== What is being asked ==
Using the records below, output the stretch that opens with the line containing "settings and accounts." and closes with the line containing "let mut collections: BTreeMap<String, Vec<Value>>", exactly and including both lines, with nothing more.

== Records for the exercise ==
impl OrgService {
    /// Export a full snapshot of every registered resource plus the
    /// settings and account collections. Requires administrator-level
    /// access and writes one summarizing audit entry.
    pub fn create_backup(&self, ctx: &RequestContext) -> Result<Snapshot, OrgError> {
        if !self.create_limiter.allow(&caller_key(ctx)) {
            return Err(OrgError::RateLimited("backup.create".into()));
        }
        self.require_backup_permission(ctx)?;

        let snapshot = self.export_snapshot(false);
        self.audit(
            "backup.created",
            serde_json::json!({
                "totalDocuments": snapshot.meta.total_documents,
                "collectionCounts": snapshot.meta.collection_counts,
            }),
        )?;
        info!(
            "backup created: {} documents across {} collections",
            snapshot.meta.total_documents,
            snapshot.collections.len()
        );
        Ok(snapshot)
    }

    /// Export a safety backup: identical export logic, tagged
    /// `isSafetyBackup`, and no audit entry (this runs internally,
    /// potentially at high frequency, right before a restore).
    pub fn create_quick_backup(&self, ctx: &RequestContext) -> Result<Snapshot, OrgError> {
        if !self.quick_limiter.allow(&caller_key(ctx)) {
            return Err(OrgError::RateLimited("backup.createQuick".into()));
        }
        self.require_backup_permission(ctx)?;
        Ok(self.export_snapshot(true))
    }

    /// Structural snapshot check (see [`validate_snapshot`]).
    pub fn validate_backup(&self, raw: &Value) -> SnapshotCheck {
        validate_snapshot(raw)
    }

    /// Restore a snapshot.
    ///
    /// Validation failure and safety-backup failure abort with zero
    /// mutation. After that point each resource is restored
    /// independently: one resource's failure is recorded in the
    /// report's `errors` and the loop continues, leaving the other
    /// resources restored. The account of the identity performing the
    /// restore is never deleted and never reinserted.
    pub fn restore_backup(
        &self,
        ctx: &RequestContext,
        raw: Value,
        options: &RestoreOptions,
    ) -> Result<RestoreReport, OrgError> {
        if !self.restore_limiter.allow(&caller_key(ctx)) {
            return Err(OrgError::RateLimited("backup.restore".into()));
        }
        self.require_backup_permission(ctx)?;

        let check = validate_snapshot(&raw);
        if !check.valid {
            return Err(OrgError::Validation(
                check.error.unwrap_or_else(|| "invalid snapshot".into()),
            ));
        }
        let snapshot: Snapshot = serde_json::from_value(raw)
            .map_err(|e| OrgError::Validation(format!("malformed snapshot: {}", e)))?;

        // The one fully fatal step: no safety net, no restore.
        let safety_backup = if options.create_safety_backup {
            Some(self.create_quick_backup(ctx)?)
        } else {
            None
        };

        // Identity is present: require_backup_permission rejected
        // anonymous callers above.
        let identity = ctx.identity().unwrap_or_default().to_string();

        let mut restored: BTreeMap<String, usize> = BTreeMap::new();
        let mut errors: Vec<ResourceError> = Vec::new();

        for (resource, docs) in &snapshot.collections {
            if resource == SETTINGS_COLLECTION || resource == USERS_COLLECTION {
                continue;
            }
            let Some(entry) = self.registry.get(resource) else {
                continue;
            };
            match self.restore_collection(entry.name, docs) {
                Ok(count) => {
                    restored.insert(resource.clone(), count);
                }
                Err((count, e)) => {
                    restored.insert(resource.clone(), count);
                    self.record_restore_failure(&mut errors, resource, e);
                }
            }
        }

        if let Some(docs) = snapshot.collections.get(SETTINGS_COLLECTION) {
            match self.restore_collection(SETTINGS_COLLECTION, docs) {
                Ok(count) => {
                    restored.insert(SETTINGS_COLLECTION.to_string(), count);
                }
                Err((count, e)) => {
                    restored.insert(SETTINGS_COLLECTION.to_string(), count);
                    self.record_restore_failure(&mut errors, SETTINGS_COLLECTION, e);
                }
            }
        }

        if let Some(docs) = snapshot.collections.get(USERS_COLLECTION) {
            let (count, err) = self.restore_users(&identity, docs);
            restored.insert(USERS_COLLECTION.to_string(), count);
            if let Some(e) = err {
                self.record_restore_failure(&mut errors, USERS_COLLECTION, e);
            }
        }

        // Role documents may have been rewritten wholesale; cached
        // resolutions are stale now.
        self.role_cache.invalidate_all();

        // The audit trail must reflect what actually happened, even
        // when partially failed.
        self.audit_best_effort(
            "backup.restored",
            serde_json::json!({
                "restored": restored,
                "errors": errors,
            }),
        );
        info!(
            "restore finished: {} collections restored, {} failed",
            restored.len(),
            errors.len()
        );

        Ok(RestoreReport {
            success: errors.is_empty(),
            restored,
            errors,
            safety_backup,
        })
    }

    /// Export every registered resource plus settings and accounts.
    ///
    /// A per-resource fetch failure becomes an empty list instead of
    /// aborting — a partial backup is still better than none. For
    /// regular backups the failure is logged to the audit trail;
    /// safety backups stay write-free.
    fn export_snapshot(&self, safety: bool) -> Snapshot {
        let mut collections: BTreeMap<String, Vec<Value>> = BTreeMap::new();

        let names: Vec<&str> = self
            .registry
            .names()
            .chain([SETTINGS_COLLECTION, USERS_COLLECTION])
            .collect();

        for name in names {
            let docs = match self.collection(name).all() {
                Ok(docs) => docs,
                Err(e) => {
                    warn!("backup export of '{}' failed: {}", name, e);
                    if !safety {
                        self.audit_best_effort(
                            "backup.export_failed",
                            serde_json::json!({"resource": name, "error": e.to_string()}),
                        );
                    }
                    Vec::new()
                }
            };
            collections.insert(name.to_string(), docs);
        }

        let collection_counts: BTreeMap<String, usize> = collections
            .iter()
            .map(|(name, docs)| (name.clone(), docs.len()))
            .collect();
        let total_documents = collection_counts.values().sum();

        Snapshot {
            version: SNAPSHOT_VERSION.to_string(),
            timestamp: now_rfc3339(),
            app_tag: APP_TAG.to_string(),
            collections,
            meta: SnapshotMeta {
                total_documents,
                collection_counts,
                is_safety_backup: safety.then_some(true),
            },
        }
    }

    /// Delete-then-bulk-insert one collection. On failure returns the
    /// number of documents written before the error.
    fn restore_collection(
        &self,
        name: &str,
        docs: &[Value],
    ) -> Result<usize, (usize, OrgError)> {
        let collection = self.collection(name);
        collection.clear().map_err(|e| (0, OrgError::from(e)))?;

        let mut count = 0;
        for doc in docs {
            collection
                .insert(doc)
                .map_err(|e| (count, OrgError::from(e)))?;
            count += 1;
        }
        Ok(count)
    }

    /// Restore account documents, preserving the restoring identity.
    ///
    /// That account is excluded from the delete and skipped during
    /// insert so an administrator cannot lock themselves out mid
    /// restore; a duplicate-key conflict on that one id is swallowed,
    /// any other failure is reported.
    fn restore_users(&self, identity: &str, docs: &[Value]) -> (usize, Option<OrgError>) {
        let collection = self.collection(USERS_COLLECTION);
        if let Err(e) = collection.clear_except(identity) {
            return (0, Some(OrgError::from(e)));
        }

        let mut count = 0;
        for doc in docs {
            let doc_id = doc.get("id").and_then(Value::as_str);
            if doc_id == Some(identity) {
                // The kept account stands in for the snapshot's copy.
                count += 1;
                continue;
            }
            match collection.insert(doc) {
                Ok(_) => count += 1,
                Err(e) if e.is_conflict() && doc_id == Some(identity) => continue,
                Err(e) => return (count, Some(OrgError::from(e))),
            }
        }
        (count, None)
    }

    fn record_restore_failure(
        &self,
        errors: &mut Vec<ResourceError>,
        resource: &str,
        e: OrgError,
    ) {
        warn!("restore of '{}' failed: {}", resource, e);
        self.audit_best_effort(
            "backup.restore_failed",
            serde_json::json!({"resource": resource, "error": e.to_string()}),
        );
        errors.push(ResourceError {
            resource: resource.to_string(),
            error: e.to_string(),
        });
    }

    /// Backups and restores require administrator-level access; the
    /// settings page flag stands in for that.
    fn require_backup_permission(&self, ctx: &RequestContext) -> Result<(), OrgError> {
        if ctx.is_anonymous() {
            return Err(OrgError::Unauthorized("authentication required".into()));
        }
        if !self.check_permission(ctx, "settings", Action::Read)? {
            return Err(OrgError::Forbidden("settings access required".into()));
        }
        Ok(())
    }
}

== Output ==
    /// Export every registered resource plus settings and accounts.
    ///
    /// A per-resource fetch failure becomes an empty list instead of
    /// aborting — a partial backup is still better than none. For
    /// regular backups the failure is logged to the audit trail;
    /// safety backups stay write-free.
    fn export_snapshot(&self, safety: bool) -> Snapshot {
        let mut collections: BTreeMap<String, Vec<Value>> = BTreeMap::new();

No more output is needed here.